Be strong! Be courageous! Do not be afraid of them! For the Lord your God will be with you. He will neither fail you nor forsake you. Deuteronomy 31:6

 I will not leave you as orphans; I will come to you. John 14:18

The purposes of a person’s heart are deep waters,
but one who has insight draws them out.  Proverbs 20:5

 

A Prayer for America’s President

PHOTO CREDIT:  JASON REED – REUTERS     

I didn’t vote for you.  That is okay.  You are still my President.  I am still an American both free and privileged to live in the greatest country on earth.  As a Christian I am freely choosing to do this joyfully.  America is great because God has been good to us, even when Americans do not agree on issues or even who should be President.

So today I pray this humble prayer and pray it may be shared and heard:

I thank my God for you and that we were given a choice to elect you.  For you are the President to all Americans.  I know we are divided on how to solve all the problems that confront us:  Debt, domestic policies, taxes, trade, energy, immigration, social issues, poverty, education, justice, security, foreign policy, international relationships, war, peace, to name just a few.  I’m sure there are a few thousand or so issues I left out.

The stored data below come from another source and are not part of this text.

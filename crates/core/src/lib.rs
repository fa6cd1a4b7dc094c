//! Canteen core types: the lightweight search index and the records it points at.

#![forbid(unsafe_code)]

use serde::{Deserialize, Deserializer, Serialize};
use smallvec::SmallVec;

pub type RecordId = String;

/// Lightweight, client-cached projection of a venue used only for matching.
#[derive(Debug, Clone, Serialize, Deserialize, PartialEq, Eq, Default)]
#[serde(rename_all = "camelCase")]
pub struct SearchRecord {
    #[serde(deserialize_with = "de_id")]
    pub id: RecordId,
    pub name: String,
    /// Category (e.g. "mainfood", "drinks"). Used for post-filtering, never for scoring.
    #[serde(rename = "type", default)]
    pub kind: String,
    #[serde(default)]
    pub location_description: Option<String>,
    #[serde(default)]
    pub tags: SmallVec<[String; 4]>,
    #[serde(default)]
    pub menu_text: Option<String>,
}

impl SearchRecord {
    pub fn new(id: impl Into<String>, name: impl Into<String>, kind: impl Into<String>) -> Self {
        Self { id: id.into(), name: name.into(), kind: kind.into(), ..Default::default() }
    }

    pub fn with_location(mut self, loc: impl Into<String>) -> Self {
        self.location_description = Some(loc.into());
        self
    }

    pub fn with_tags<I, S>(mut self, tags: I) -> Self
    where
        I: IntoIterator<Item = S>,
        S: Into<String>,
    {
        self.tags = tags.into_iter().map(Into::into).collect();
        self
    }

    pub fn with_menu(mut self, menu: impl Into<String>) -> Self {
        self.menu_text = Some(menu.into());
        self
    }

    /// Location text when present and not blank.
    pub fn location(&self) -> Option<&str> {
        self.location_description.as_deref().filter(|s| !s.trim().is_empty())
    }

    /// Menu text when present and not blank.
    pub fn menu(&self) -> Option<&str> {
        self.menu_text.as_deref().filter(|s| !s.trim().is_empty())
    }
}

/// Per-search relevance of one record. Score is in `0..=100`, higher is better.
#[derive(Debug, Clone, PartialEq, Eq, Serialize, Deserialize)]
pub struct ScoredMatch {
    pub id: RecordId,
    pub score: u8,
}

/// Full entity as returned by the backend. Only `id` is interpreted here.
#[derive(Debug, Clone, Serialize, Deserialize, PartialEq)]
pub struct FullRecord {
    #[serde(deserialize_with = "de_id")]
    pub id: RecordId,
    #[serde(flatten)]
    pub fields: serde_json::Map<String, serde_json::Value>,
}

impl FullRecord {
    pub fn new(id: impl Into<String>) -> Self {
        Self { id: id.into(), fields: serde_json::Map::new() }
    }

    pub fn field_str(&self, key: &str) -> Option<&str> {
        self.fields.get(key).and_then(|v| v.as_str())
    }
}

/// Server-side pagination block of the list endpoint.
#[derive(Debug, Clone, Copy, Serialize, Deserialize, PartialEq, Eq, Default)]
#[serde(rename_all = "camelCase", default)]
pub struct Pagination {
    pub page: usize,
    pub limit: usize,
    pub total: usize,
    pub total_pages: usize,
}

/// Where the records of a snapshot came from.
#[derive(Debug, Clone, Copy, Serialize, Deserialize, PartialEq, Eq, Default)]
#[serde(rename_all = "snake_case")]
pub enum IndexSource {
    #[default]
    Empty,
    Cache,
    Network,
}

/// Immutable in-memory copy of the search index. Replaced wholesale, never patched.
#[derive(Debug, Clone, Serialize, Deserialize, Default)]
pub struct IndexSnapshot {
    pub epoch: u64,
    pub records: Vec<SearchRecord>,
    pub source: IndexSource,
    /// Unix seconds at which the snapshot was installed.
    pub loaded_at: i64,
}

impl IndexSnapshot {
    pub fn is_loaded(&self) -> bool { self.source != IndexSource::Empty }
}

pub mod prelude {
    pub use super::{FullRecord, IndexSnapshot, IndexSource, Pagination, RecordId, ScoredMatch, SearchRecord};
}

// Ids arrive as strings from most endpoints but some serialize integer primary keys.
fn de_id<'de, D: Deserializer<'de>>(d: D) -> Result<RecordId, D::Error> {
    #[derive(Deserialize)]
    #[serde(untagged)]
    enum RawId {
        Str(String),
        Int(i64),
        Uint(u64),
    }
    Ok(match RawId::deserialize(d)? {
        RawId::Str(s) => s,
        RawId::Int(n) => n.to_string(),
        RawId::Uint(n) => n.to_string(),
    })
}
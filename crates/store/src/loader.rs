use std::sync::Arc;
use std::time::Instant;

use canteen_backend::IndexBackend;
use canteen_core::IndexSource;
use canteen_persist::SearchCache;
use serde::Serialize;
use tracing::{error, info, warn};

use crate::IndexHandle;

/// How an index load ended. Only `Failed` should surface as "failed to load".
#[derive(Debug, Clone, PartialEq, Eq, Serialize)]
#[serde(tag = "outcome", rename_all = "snake_case")]
pub enum LoadOutcome {
    Cache { records: usize },
    Network { records: usize },
    /// Network failed; serving the cached or previously loaded index.
    StaleFallback { records: usize, error: String },
    /// Network failed and nothing was available to fall back on.
    Failed { error: String },
}

impl LoadOutcome {
    pub fn is_failed(&self) -> bool { matches!(self, LoadOutcome::Failed { .. }) }
}

/// Fills an [`IndexHandle`] from the cache or the backend.
pub struct IndexLoader {
    backend: Arc<dyn IndexBackend>,
    cache: SearchCache,
    handle: Arc<IndexHandle>,
}

impl IndexLoader {
    pub fn new(backend: Arc<dyn IndexBackend>, cache: SearchCache, handle: Arc<IndexHandle>) -> Self {
        Self { backend, cache, handle }
    }

    pub fn handle(&self) -> &Arc<IndexHandle> { &self.handle }

    pub fn cache(&self) -> &SearchCache { &self.cache }

    /// Load the index. A valid cache short-circuits the network unless
    /// `force_refresh` is set. Never returns an error.
    pub async fn load(&self, force_refresh: bool) -> LoadOutcome {
        let t0 = Instant::now();
        if !force_refresh {
            if let Some(records) = self.cache.read_cache() {
                let n = records.len();
                self.handle.replace(records, IndexSource::Cache);
                info!(records = n, took_ms = %t0.elapsed().as_millis(), "index: loaded from cache");
                return LoadOutcome::Cache { records: n };
            }
        }

        match self.backend.fetch_search_data().await {
            Ok(records) => {
                let n = records.len();
                self.cache.write_cache(&records);
                self.handle.replace(records, IndexSource::Network);
                info!(records = n, took_ms = %t0.elapsed().as_millis(), "index: loaded from network");
                LoadOutcome::Network { records: n }
            }
            Err(e) => {
                let error = e.to_string();
                metrics::counter!("index_load_failures_total", 1u64);
                if force_refresh {
                    if let Some(records) = self.cache.read_cache() {
                        let n = records.len();
                        self.handle.replace(records, IndexSource::Cache);
                        warn!(error = %error, records = n, "index: network failed; using cached index");
                        return LoadOutcome::StaleFallback { records: n, error };
                    }
                }
                let current = self.handle.current();
                if current.is_loaded() {
                    warn!(error = %error, records = current.records.len(), "index: network failed; keeping current index");
                    return LoadOutcome::StaleFallback { records: current.records.len(), error };
                }
                error!(error = %error, "index: load failed; search stays empty");
                LoadOutcome::Failed { error }
            }
        }
    }
}
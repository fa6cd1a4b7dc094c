use std::sync::atomic::{AtomicBool, AtomicU64, Ordering};
use std::sync::{Arc, Mutex};

/// Cancellation flag for one in-flight request.
#[derive(Debug, Clone)]
pub struct RequestGuard {
    id: u64,
    cancelled: Arc<AtomicBool>,
}

impl RequestGuard {
    pub fn new(id: u64) -> Self { Self { id, cancelled: Arc::new(AtomicBool::new(false)) } }

    pub fn id(&self) -> u64 { self.id }

    pub fn cancel(&self) { self.cancelled.store(true, Ordering::SeqCst); }

    pub fn is_cancelled(&self) -> bool { self.cancelled.load(Ordering::SeqCst) }
}

/// Hands out guards; starting a request cancels the one before it.
#[derive(Debug, Default)]
pub struct RequestTracker {
    next: AtomicU64,
    current: Mutex<Option<RequestGuard>>,
}

impl RequestTracker {
    pub fn new() -> Self { Self::default() }

    pub fn begin(&self) -> RequestGuard {
        let guard = RequestGuard::new(self.next.fetch_add(1, Ordering::SeqCst) + 1);
        if let Ok(mut cur) = self.current.lock() {
            if let Some(prev) = cur.replace(guard.clone()) {
                prev.cancel();
            }
        }
        guard
    }

    /// Cancel whatever is in flight (view teardown).
    pub fn cancel_all(&self) {
        if let Ok(mut cur) = self.current.lock() {
            if let Some(prev) = cur.take() {
                prev.cancel();
            }
        }
    }
}
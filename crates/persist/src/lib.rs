//! Canteen persistence: durable key/value storage and the versioned search-index cache.
//! Keep code tiny and predictable.

#![forbid(unsafe_code)]

pub mod cache;
pub mod storage;

pub use cache::{CacheEnvelope, SearchCache, DEFAULT_CACHE_PREFIX, SEARCH_CACHE_VERSION};
pub use storage::{default_db_path, KvStorage, MemoryStorage, SqliteStorage};

pub fn now_ts() -> i64 {
    chrono::Utc::now().timestamp()
}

Still–this much I know is true.   God has appointed you for this time and place in our history.  So this I pray for you:

First that your family will be blessed and shine as an example of what good and faithful promises are in store for families that strive to be strong, love one another, and aim to work through differences in order to remain intact.

I pray that you are surrounded by good advisors who put the good of country ahead of politics and self-promotion and the wisdom and courage to remove those who do not.

I pray that you will be an influence on moral culture and inspire people to value honor and truth.  This means living and speaking truthfully, even when or if the truth hurts you or hurts us.  We are Americans; we are strong. We can take it.

May you be granted God’s favor as you work for us and may you be given wisdom to help heal the various divisions in our country and find compromise in areas of opposing ideologies.  Neither party is completely right nor is either party completely wrong.   Extracting compromise will be your toughest challenge, and quite possibly ours.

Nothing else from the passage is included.